** Opening Extracted data block **
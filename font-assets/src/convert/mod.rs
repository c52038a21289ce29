//! Transcoding between font containers.
//!
//! Conversion moves tables between containers byte for byte; only the SVG
//! target synthesizes new data (and drops hinting while doing so).

mod svg;

use std::collections::{BTreeMap, BTreeSet};

use rayon::prelude::*;
use read_fonts::{types::Tag, FontRef, TableProvider};

use crate::{
    cancel::{CancellationToken, Cancelled},
    container::{self, ContainerError, EotNames, Sfnt, CFF, CFF2, GLYF, HMTX, LOCA},
    format::{Container, FormatCode, CFF_SIGNATURE, TRUETYPE_SIGNATURE},
    metadata::{self, ExtractError, FontDescriptor},
};

const CMAP: Tag = Tag::new(b"cmap");

/// An error converting a font to another container.
#[derive(Debug, Clone, PartialEq, Eq, thiserror::Error)]
pub enum ConvertError {
    #[error("cannot convert {from:?} source to {to}: {reason}")]
    UnsupportedConversion {
        from: Container,
        to: FormatCode,
        reason: &'static str,
    },
    #[error("required table '{0}' is missing or corrupt")]
    CorruptTable(Tag),
    #[error("malformed font: {0}")]
    MalformedFont(String),
    #[error("conversion was cancelled")]
    Cancelled,
}

impl From<Cancelled> for ConvertError {
    fn from(_: Cancelled) -> Self {
        ConvertError::Cancelled
    }
}

impl ConvertError {
    fn from_container(error: &ContainerError, from: Option<Container>, to: FormatCode) -> Self {
        match error {
            ContainerError::Cancelled(_) => ConvertError::Cancelled,
            ContainerError::Unsupported { container, reason } => {
                ConvertError::UnsupportedConversion {
                    from: from.unwrap_or(*container),
                    to,
                    reason: *reason,
                }
            }
            other => ConvertError::MalformedFont(other.to_string()),
        }
    }
}

/// A decoded source font, ready to be written to any target.
pub(crate) struct SourceFont {
    container: Container,
    sfnt: Sfnt,
    /// The tables assembled as a bare sfnt, for parsing.
    assembled: Vec<u8>,
}

impl SourceFont {
    pub(crate) fn load(bytes: &[u8], cancel: &CancellationToken) -> Result<Self, ContainerError> {
        let container = Container::sniff(bytes).ok_or(ContainerError::UnknownSignature)?;
        let sfnt = container::decode(bytes, cancel)?;
        let assembled = sfnt.to_bytes();
        Ok(SourceFont {
            container,
            sfnt,
            assembled,
        })
    }

    pub(crate) fn describe(&self, cancel: &CancellationToken) -> Result<FontDescriptor, ExtractError> {
        let font = FontRef::new(&self.assembled)?;
        metadata::describe(&font, cancel)
    }

    fn unsupported(&self, to: FormatCode, reason: &'static str) -> ConvertError {
        ConvertError::UnsupportedConversion {
            from: self.container,
            to,
            reason,
        }
    }

    /// Check that the tables every target needs are present and parse.
    fn check_required_tables(&self, cancel: &CancellationToken) -> Result<(), ConvertError> {
        let font = FontRef::new(&self.assembled)
            .map_err(|e| ConvertError::MalformedFont(e.to_string()))?;
        cancel.check()?;
        font.cmap().map_err(|_| ConvertError::CorruptTable(CMAP))?;
        cancel.check()?;
        font.hmtx().map_err(|_| ConvertError::CorruptTable(HMTX))?;
        cancel.check()?;
        if self.sfnt.has_truetype_outlines() {
            font.glyf().map_err(|_| ConvertError::CorruptTable(GLYF))?;
            font.loca(None).map_err(|_| ConvertError::CorruptTable(LOCA))?;
        } else if self.sfnt.contains(CFF) {
            font.cff().map_err(|_| ConvertError::CorruptTable(CFF))?;
        } else if self.sfnt.contains(CFF2) {
            font.cff2().map_err(|_| ConvertError::CorruptTable(CFF2))?;
        } else {
            return Err(ConvertError::CorruptTable(GLYF));
        }
        Ok(())
    }

    /// The tables with the flavor a target expects.
    fn with_flavor(&self) -> Sfnt {
        let mut sfnt = self.sfnt.clone();
        let flavor = if sfnt.has_cff_outlines() {
            CFF_SIGNATURE
        } else {
            TRUETYPE_SIGNATURE
        };
        sfnt.set_flavor(flavor);
        sfnt
    }

    pub(crate) fn convert(
        &self,
        descriptor: &FontDescriptor,
        target: FormatCode,
        cancel: &CancellationToken,
    ) -> Result<Vec<u8>, ConvertError> {
        cancel.check()?;
        if matches!(target, FormatCode::Ttf | FormatCode::Eot) && !self.sfnt.has_truetype_outlines()
        {
            return Err(self.unsupported(target, "target requires TrueType (glyf) outlines"));
        }
        self.check_required_tables(cancel)?;

        let sfnt = self.with_flavor();
        let wrap = |e: ContainerError| ConvertError::from_container(&e, Some(self.container), target);
        let bytes = match target {
            FormatCode::Ttf | FormatCode::Otf => sfnt.to_bytes(),
            FormatCode::Woff => container::encode_woff(&sfnt, cancel).map_err(wrap)?,
            FormatCode::Woff2 => container::encode_woff2(&sfnt, cancel).map_err(wrap)?,
            FormatCode::Eot => {
                let names = EotNames {
                    family: descriptor.family.clone(),
                    style: descriptor.subfamily.clone(),
                    version: descriptor.version.clone(),
                    full_name: descriptor.full_name(),
                };
                container::encode_eot(&sfnt, &names, cancel).map_err(wrap)?
            }
            FormatCode::Svg => svg::render(&self.assembled, descriptor, cancel)?,
            FormatCode::Css => {
                return Err(self.unsupported(target, "stylesheets are generated, not converted"))
            }
        };
        log::debug!(
            "converted {:?} to {target}: {} bytes",
            self.container,
            bytes.len()
        );
        Ok(bytes)
    }
}

/// Convert `bytes` (in any supported container) to `target`.
pub fn convert(
    descriptor: &FontDescriptor,
    bytes: &[u8],
    target: FormatCode,
) -> Result<Vec<u8>, ConvertError> {
    convert_with(descriptor, bytes, target, &CancellationToken::new())
}

/// As [`convert`], observing `cancel` between tables.
pub fn convert_with(
    descriptor: &FontDescriptor,
    bytes: &[u8],
    target: FormatCode,
    cancel: &CancellationToken,
) -> Result<Vec<u8>, ConvertError> {
    let source = SourceFont::load(bytes, cancel)
        .map_err(|e| ConvertError::from_container(&e, Container::sniff(bytes), target))?;
    source.convert(descriptor, target, cancel)
}

/// A request to produce several formats from one source.
///
/// Each target is converted independently and in parallel; one failing
/// target does not affect the others.
#[derive(Clone, Debug)]
pub struct ConversionJob<'a> {
    pub source_format: FormatCode,
    pub source_bytes: &'a [u8],
    pub target_formats: BTreeSet<FormatCode>,
    pub descriptor: &'a FontDescriptor,
}

impl ConversionJob<'_> {
    pub fn run(
        &self,
        cancel: &CancellationToken,
    ) -> BTreeMap<FormatCode, Result<Vec<u8>, ConvertError>> {
        let source = match SourceFont::load(self.source_bytes, cancel) {
            Ok(source) => source,
            Err(e) => {
                let from = Container::sniff(self.source_bytes);
                return self
                    .target_formats
                    .iter()
                    .map(|target| (*target, Err(ConvertError::from_container(&e, from, *target))))
                    .collect();
            }
        };
        self.run_with_source(&source, cancel)
    }

    pub(crate) fn run_with_source(
        &self,
        source: &SourceFont,
        cancel: &CancellationToken,
    ) -> BTreeMap<FormatCode, Result<Vec<u8>, ConvertError>> {
        log::debug!(
            "converting {} source to {:?}",
            self.source_format,
            self.target_formats
        );
        self.target_formats
            .par_iter()
            .map(|target| (*target, source.convert(self.descriptor, *target, cancel)))
            .collect()
    }
}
** Closing Extracted data block **
**Work instruction:** Each line above that contains the word "describe" should be returned.

**Response box:**
    pub(crate) fn describe(&self, cancel: &CancellationToken) -> Result<FontDescriptor, ExtractError> {
        metadata::describe(&font, cancel)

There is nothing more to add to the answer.